How Is Encopresis Diagnosed and Treated?
Call the doctor if your child has any of these symptoms of encopresis:
poop or liquid stool in the underwear when your child isn't ill
hard poop or pain when having a BM
loss of appetite
The problem probably can be managed by your doctor. But if not, you may be referred to a gastroenterologist.
Treatment is done in three phases:
Emptying the rectum and colon of the hard poop. Depending on the child's age and other things, the doctor may recommend medicines, including a stool softener, laxatives, and/or enemas. (Laxatives and enemas should be given only under the supervision of a doctor; never give these treatments at home without first checking with your doctor.)
Helping your child begin having regular BMs. This is done with the aid of stool-softening agents. It's important to continue using the stool softener to give the bowels a chance to shrink back to normal size (the muscles of the intestines have been stretched out, so they need time to recover).
Parents also will be asked to schedule potty times twice daily after meals (when the bowels are naturally stimulated). The child will sit on the toilet for about 5 to 10 minutes. This helps kids learn to pay attention to the urges to go.
Reducing use of the stool softeners. As regular BMs become established, the doctor will decrease a child's use of stool softeners.
Keep in mind that relapses are normal, so don't get discouraged.

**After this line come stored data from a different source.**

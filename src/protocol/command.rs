//! Command definitions
//!
//! Represents commands from clients and parses their wire text.

use std::fmt;
use std::str::FromStr;

use crate::error::{GradeError, Result};

/// Field separator on the wire
pub const SEPARATOR: char = '|';

/// Command types
#[derive(Debug, Clone, Copy, PartialEq, Eq)]
pub enum CommandType {
    Add,
    Find,
    Update,
    List,
    Delete,
    CheckId,
}

impl CommandType {
    pub const ALL: [CommandType; 6] = [
        CommandType::Add,
        CommandType::Find,
        CommandType::Update,
        CommandType::List,
        CommandType::Delete,
        CommandType::CheckId,
    ];

    /// Wire keyword
    pub fn keyword(self) -> &'static str {
        match self {
            CommandType::Add => "AGREGAR",
            CommandType::Find => "BUSCAR",
            CommandType::Update => "ACTUALIZAR",
            CommandType::List => "LISTAR",
            CommandType::Delete => "ELIMINAR",
            CommandType::CheckId => "VERIFICAR_ID",
        }
    }

    /// Number of arguments after the keyword
    pub fn arity(self) -> usize {
        match self {
            CommandType::Add => 4,
            CommandType::Update => 3,
            CommandType::Find | CommandType::Delete | CommandType::CheckId => 1,
            CommandType::List => 0,
        }
    }

    /// Keywords are case-sensitive
    pub fn from_keyword(keyword: &str) -> Option<Self> {
        Self::ALL.into_iter().find(|t| t.keyword() == keyword)
    }
}

/// A parsed command
///
/// Grades stay raw text here; the engine validates them before dispatch.
#[derive(Debug, Clone, PartialEq)]
pub enum Command {
    /// Insert a grade for a student in a subject
    Add {
        student_id: String,
        student_name: String,
        subject: String,
        grade: String,
    },

    /// All grades of a student
    Find { student_id: String },

    /// Change the grade of one (student, subject)
    Update {
        student_id: String,
        subject: String,
        grade: String,
    },

    /// The whole table
    List,

    /// Remove every grade of a student
    Delete { student_id: String },

    /// Whether a student id is already taken
    CheckId { student_id: String },
}

impl Command {
    /// Parse wire text
    ///
    /// Only whitespace at the edges of the whole string is trimmed; fields are
    /// taken verbatim. An `InvalidCommand` error carries `raw` untouched.
    pub fn parse(raw: &str) -> Result<Self> {
        let text = raw.trim();
        if text.is_empty() {
            return Err(GradeError::EmptyCommand);
        }

        let invalid = || GradeError::InvalidCommand(raw.to_string());

        let mut parts = text.split(SEPARATOR);
        let keyword = parts.next().unwrap_or_default();
        let args: Vec<&str> = parts.collect();

        let command_type = CommandType::from_keyword(keyword).ok_or_else(invalid)?;
        if args.len() != command_type.arity() {
            return Err(invalid());
        }

        let command = match (command_type, args.as_slice()) {
            (CommandType::Add, [id, name, subject, grade]) => Command::Add {
                student_id: id.to_string(),
                student_name: name.to_string(),
                subject: subject.to_string(),
                grade: grade.to_string(),
            },
            (CommandType::Find, [id]) => Command::Find {
                student_id: id.to_string(),
            },
            (CommandType::Update, [id, subject, grade]) => Command::Update {
                student_id: id.to_string(),
                subject: subject.to_string(),
                grade: grade.to_string(),
            },
            (CommandType::List, []) => Command::List,
            (CommandType::Delete, [id]) => Command::Delete {
                student_id: id.to_string(),
            },
            (CommandType::CheckId, [id]) => Command::CheckId {
                student_id: id.to_string(),
            },
            _ => return Err(invalid()),
        };

        Ok(command)
    }

    /// Get the command type
    pub fn command_type(&self) -> CommandType {
        match self {
            Command::Add { .. } => CommandType::Add,
            Command::Find { .. } => CommandType::Find,
            Command::Update { .. } => CommandType::Update,
            Command::List => CommandType::List,
            Command::Delete { .. } => CommandType::Delete,
            Command::CheckId { .. } => CommandType::CheckId,
        }
    }

    /// Whether executing this command rewrites the table
    pub fn is_mutation(&self) -> bool {
        matches!(
            self,
            Command::Add { .. } | Command::Update { .. } | Command::Delete { .. }
        )
    }
}

impl FromStr for Command {
    type Err = GradeError;

    fn from_str(s: &str) -> Result<Self> {
        Command::parse(s)
    }
}

/// Wire text, e.g. `AGREGAR|S1|Ana|Math|18`
impl fmt::Display for Command {
    fn fmt(&self, f: &mut fmt::Formatter<'_>) -> fmt::Result {
        f.write_str(self.command_type().keyword())?;

        let args: Vec<&str> = match self {
            Command::Add {
                student_id,
                student_name,
                subject,
                grade,
            } => vec![
                student_id.as_str(),
                student_name.as_str(),
                subject.as_str(),
                grade.as_str(),
            ],
            Command::Find { student_id }
            | Command::Delete { student_id }
            | Command::CheckId { student_id } => vec![student_id.as_str()],
            Command::Update {
                student_id,
                subject,
                grade,
            } => vec![student_id.as_str(), subject.as_str(), grade.as_str()],
            Command::List => Vec::new(),
        };

        for arg in args {
            write!(f, "{}{}", SEPARATOR, arg)?;
        }
        Ok(())
    }
}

Your child might get constipated again or soil his or her pants during treatment, especially when being weaned off of the stool softeners.

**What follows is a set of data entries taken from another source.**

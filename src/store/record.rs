//! Grade record
//!
//! One (student, subject, grade) row of the table.

use serde::{Deserialize, Serialize};

/// A single stored grade
///
/// Serialized with the column names of the table header, which are also the
/// keys clients see in `data` arrays.
#[derive(Debug, Clone, PartialEq, Serialize, Deserialize)]
pub struct GradeRecord {
    #[serde(rename = "ID_Estudiante")]
    pub student_id: String,

    #[serde(rename = "Nombre")]
    pub student_name: String,

    #[serde(rename = "Materia")]
    pub subject: String,

    #[serde(rename = "Calificación")]
    pub grade: f64,
}

impl GradeRecord {
    pub fn new(
        student_id: impl Into<String>,
        student_name: impl Into<String>,
        subject: impl Into<String>,
        grade: f64,
    ) -> Self {
        Self {
            student_id: student_id.into(),
            student_name: student_name.into(),
            subject: subject.into(),
            grade,
        }
    }

    /// Natural key match: exact id, case-insensitive subject
    pub fn matches_key(&self, student_id: &str, subject: &str) -> bool {
        self.student_id == student_id && same_subject(&self.subject, subject)
    }
}

/// Subjects compare case-insensitively
pub(crate) fn same_subject(a: &str, b: &str) -> bool {
    a == b || a.to_lowercase() == b.to_lowercase()
}

/// Text form of a grade, as written to the table and into messages
///
/// Always carries a fractional part (`18.0`, `18.5`).
pub fn format_grade(grade: f64) -> String {
    format!("{:?}", grade)
}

A good way to track your child's progress is by keeping a daily poop calendar. Make sure to note the frequency, consistency (hard, soft, dry), and size (large, small) of the BMs.
Patience is the key to treating encopresis. It may take anywhere from several months to a year for the stretched-out colon to return to its normal size and for the nerves in the colon to become effective again.
Diet and Exercise
Diet and exercise are extremely important in keeping stools soft and BMs regular. Also, make sure your child gets plenty of fiber-rich foods such as fresh fruits, dried fruits like prunes and raisins, dried beans, vegetables, and high-fiber bread and cereal.

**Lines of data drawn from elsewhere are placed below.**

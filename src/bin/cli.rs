//! gradestore CLI Client
//!
//! Command-line interface for interacting with a gradestore server.

use std::process::ExitCode;
use std::time::Duration;

use clap::{Parser, Subcommand};
use gradestore::protocol::{Response, Status};
use gradestore::store::format_grade;
use gradestore::Client;
use tracing_subscriber::{fmt, EnvFilter};

/// gradestore CLI
#[derive(Parser, Debug)]
#[command(name = "gradestore-cli")]
#[command(about = "CLI for the gradestore grade server")]
#[command(version)]
struct Args {
    /// Server address
    #[arg(short, long, default_value = "127.0.0.1:12345")]
    server: String,

    /// Connection timeout in milliseconds
    #[arg(short, long, default_value = "5000")]
    timeout_ms: u64,

    /// Print the raw JSON response
    #[arg(long)]
    json: bool,

    #[command(subcommand)]
    command: Commands,
}

#[derive(Subcommand, Debug)]
enum Commands {
    /// Add a grade; the stored name is reused when the id already exists
    Add {
        /// Student id
        id: String,

        /// Subject
        subject: String,

        /// Grade (0-20)
        grade: String,

        /// Student name (required for a new id)
        #[arg(short, long)]
        name: Option<String>,
    },

    /// Show all grades of a student
    Find {
        /// Student id
        id: String,
    },

    /// Change the grade of a student in a subject
    Update {
        /// Student id
        id: String,

        /// Subject
        subject: String,

        /// New grade (0-20)
        grade: String,
    },

    /// List every grade
    List,

    /// Delete all grades of a student
    Delete {
        /// Student id
        id: String,
    },

    /// Check whether a student id is free
    CheckId {
        /// Student id
        id: String,
    },

    /// Send raw command text, e.g. "BUSCAR|S1"
    Raw {
        /// Command text
        command: String,
    },
}

fn main() -> ExitCode {
    let filter = EnvFilter::try_from_default_env().unwrap_or_else(|_| EnvFilter::new("warn"));
    fmt().with_env_filter(filter).with_writer(std::io::stderr).init();

    let args = Args::parse();

    let mut client = Client::new(&args.server);
    if args.timeout_ms > 0 {
        client = client.with_timeout(Duration::from_millis(args.timeout_ms));
    }

    let result = match args.command {
        Commands::Add {
            id,
            subject,
            grade,
            name,
        } => add(&client, &id, name, &subject, &grade),
        Commands::Find { id } => client.find(&id),
        Commands::Update { id, subject, grade } => client.update(&id, &subject, &grade),
        Commands::List => client.list(),
        Commands::Delete { id } => client.delete(&id),
        Commands::CheckId { id } => client.check_id(&id),
        Commands::Raw { command } => client.send_raw(&command),
    };

    let response = match result {
        Ok(response) => response,
        Err(e) => {
            eprintln!("{}", e);
            return ExitCode::FAILURE;
        }
    };

    if args.json {
        match serde_json::to_string_pretty(&response) {
            Ok(text) => println!("{}", text),
            Err(e) => {
                eprintln!("{}", e);
                return ExitCode::FAILURE;
            }
        }
    } else {
        print_response(&response);
    }

    if response.is_ok() {
        ExitCode::SUCCESS
    } else {
        ExitCode::FAILURE
    }
}

/// Add a grade, reusing the registered name for a known id
fn add(
    client: &Client,
    id: &str,
    name: Option<String>,
    subject: &str,
    grade: &str,
) -> gradestore::Result<Response> {
    let name = match client.existing_name(id)? {
        Some(existing) => {
            if name.as_deref().is_some_and(|n| n != existing) {
                eprintln!("Estudiante encontrado: usando el nombre registrado {}", existing);
            } else {
                println!("Estudiante encontrado: {}", existing);
            }
            existing
        }
        None => match name {
            Some(name) => name,
            None => {
                return Err(gradestore::GradeError::MissingField("Nombre"));
            }
        },
    };

    client.add(id, &name, subject, grade)
}

fn print_response(response: &Response) {
    if let Some(records) = &response.data {
        if records.is_empty() {
            println!("No hay calificaciones registradas.");
        }
        for record in records {
            println!(
                "ID: {} | Nombre: {} | Materia: {} | Calificación: {}",
                record.student_id,
                record.student_name,
                record.subject,
                format_grade(record.grade)
            );
        }
        if let Some(count) = response.count {
            println!("Total: {}", count);
        }
        return;
    }

    match response.status {
        Status::Ok => println!("{}", response.text()),
        Status::NotFound | Status::Error => eprintln!("{}", response.text()),
    }
}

Try these creative ways to add it to your child's diet:
Bake cookies or muffins using whole-wheat flour instead of regular flour. Add raisins, chopped or pureed apples, or prunes to the mix.
Add bran to baking items such as cookies and muffins, or to meatloaf or burgers, or sprinkled on cereal. (The trick is not to add too much bran or the food will taste like sawdust.)
Serve apples topped with peanut butter.
Create tasty treats with peanut butter and whole-wheat crackers.
Top ice cream, frozen yogurt, or regular yogurt with high-fiber cereal for some added crunch.
Serve bran waffles topped with fruit.
Make pancakes with whole-grain pancake mix and top with peaches, apricots, or grapes.
Top high-fiber cereal with fruit.
Sneak some raisins or pureed prunes or zucchini into whole-wheat pancakes.
Add shredded carrots or pureed zucchini to spaghetti sauce or macaroni and cheese.
Add lentils to soup.
Make bean burritos with whole-grain soft-taco shells.
And don't forget to have your child drink plenty of fluids each day, especially water. Diluted 100% fruit juice (like pear, peach, or prune) is an option if your child is not drinking enough water. Also, limiting your child's daily dairy intake (including milk, cheese, and yogurt) may help.
Successful treatment of encopresis depends on the support a child gets. Some parents find that positive reinforcement helps to encourage the child throughout treatment. For instance, put a star or sticker on the poop calendar for having a BM (or even just for trying to), sitting on the toilet, or taking medicines.
Whatever you do, don't blame or yell — it will only make your child feel bad and it won't help manage the condition. With lots of love, support, and reassurance that he or she isn't the only one in the world with this problem, your child can overcome encopresis.